Functional analysis of the individual oligosaccharide chains of sendai virus fusion protein.

Abstract

The roles of N-linked glycosylation in the intracellular transport and fusion activity of the Sendai virus fusion (F) protein were studied. Each of three potential glycosylation motifs (designated g1, g2, and g3) in the F protein was mutated separately or in combination with the other sites. When the mutant F proteins were transiently expressed in COS cells, they showed significant changes in electrophoretic mobility, indicating that all three motifs in the F protein are glycosylated. Glycosylation-defective mutants which lacked the g2-oligosaccharide chain showed decreased immunoreactivity with a monoclonal antibody specific for the native conformation and were inefficiently transported to the cell surface.
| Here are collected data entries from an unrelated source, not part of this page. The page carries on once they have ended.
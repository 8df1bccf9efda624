//! Configuration file loading with environment overlay.

use std::io::Write;
use std::sync::Mutex;

use gg_session::config::{self, ConfigError};
use gg_session::telemetry::LogFormat;

/// Environment variables are process-global; tests touching them run serially.
static ENV_LOCK: Mutex<()> = Mutex::new(());

const KEYS: &[&str] = &[
    "GG_SESSION_MAX_LENGTH",
    "GG_SESSION_N_CTX",
    "GG_SESSION_TOP_K",
    "GG_SESSION_TEMPERATURE",
    "GG_SESSION_LOG_FORMAT",
];

fn clear_env() {
    for key in KEYS {
        std::env::remove_var(key);
    }
}

fn write_config(body: &str) -> tempfile::NamedTempFile {
    let mut file = tempfile::NamedTempFile::new().unwrap();
    file.write_all(body.as_bytes()).unwrap();
    file
}

const DOCUMENT: &str = r#"
max_length = 256
echo_prompt = false

[context]
n_ctx = 512
seed = 42

[sampling]
top_k = 8
temperature = 0.0

[log]
level = "debug"
"#;

#[test]
fn file_values_are_loaded() {
    let _lock = ENV_LOCK.lock().unwrap();
    clear_env();
    let file = write_config(DOCUMENT);

    let cfg = config::load_file(file.path()).unwrap();
    assert_eq!(cfg.session.max_length, 256);
    assert!(!cfg.session.echo_prompt);
    assert_eq!(cfg.session.context.n_ctx, 512);
    assert_eq!(cfg.session.context.seed, 42);
    assert_eq!(cfg.session.sampling.top_k, 8);
    assert_eq!(cfg.session.sampling.temperature, 0.0);
    assert_eq!(cfg.log.level, "debug");
    assert_eq!(cfg.log.format, LogFormat::Pretty);
}

#[test]
fn environment_overrides_file() {
    let _lock = ENV_LOCK.lock().unwrap();
    clear_env();
    let file = write_config(DOCUMENT);
    std::env::set_var("GG_SESSION_TOP_K", "3");
    std::env::set_var("GG_SESSION_LOG_FORMAT", "json");

    let cfg = config::load_file(file.path()).unwrap();
    clear_env();
    assert_eq!(cfg.session.sampling.top_k, 3);
    assert_eq!(cfg.log.format, LogFormat::Json);
    assert_eq!(cfg.session.max_length, 256);
}

#[test]
fn environment_max_length_is_clamped_to_file_window() {
    let _lock = ENV_LOCK.lock().unwrap();
    clear_env();
    let file = write_config(DOCUMENT);
    std::env::set_var("GG_SESSION_MAX_LENGTH", "100000");

    let cfg = config::load_file(file.path()).unwrap();
    clear_env();
    assert_eq!(cfg.session.max_length, 512);
}

#[test]
fn missing_file_is_a_read_error() {
    let dir = tempfile::tempdir().unwrap();
    let err = config::load_file(&dir.path().join("absent.toml")).unwrap_err();
    assert!(matches!(err, ConfigError::Read { .. }));
}

#[test]
fn window_smaller_than_max_length_is_rejected() {
    let _lock = ENV_LOCK.lock().unwrap();
    clear_env();
    let file = write_config("max_length = 4096\n[context]\nn_ctx = 1024\n");
    let err = config::load_file(file.path()).unwrap_err();
    assert!(matches!(err, ConfigError::Invalid(_)));
}

#[test]
fn malformed_toml_is_a_parse_error() {
    let _lock = ENV_LOCK.lock().unwrap();
    clear_env();
    let file = write_config("max_length = [");
    let err = config::load_file(file.path()).unwrap_err();
    assert!(matches!(err, ConfigError::Parse(_)));
}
Such mutants, with the exception of a double mutant lacking g1 and g2-oligosaccharide chains, were also not able to induce syncytia formation when cells expressing them plus the hemagglutinin-neuraminidase protein were treated with trypsin. Mutations at the other glycosylation sites did not significantly affect the immunoreactivity with the monoclonal antibody or the efficiency of intracellular transport of the F protein. These results indicate that the N-linked oligosaccharide chain attached at g2 is important for efficient intracellular transport and for the fusion activity of the F protein.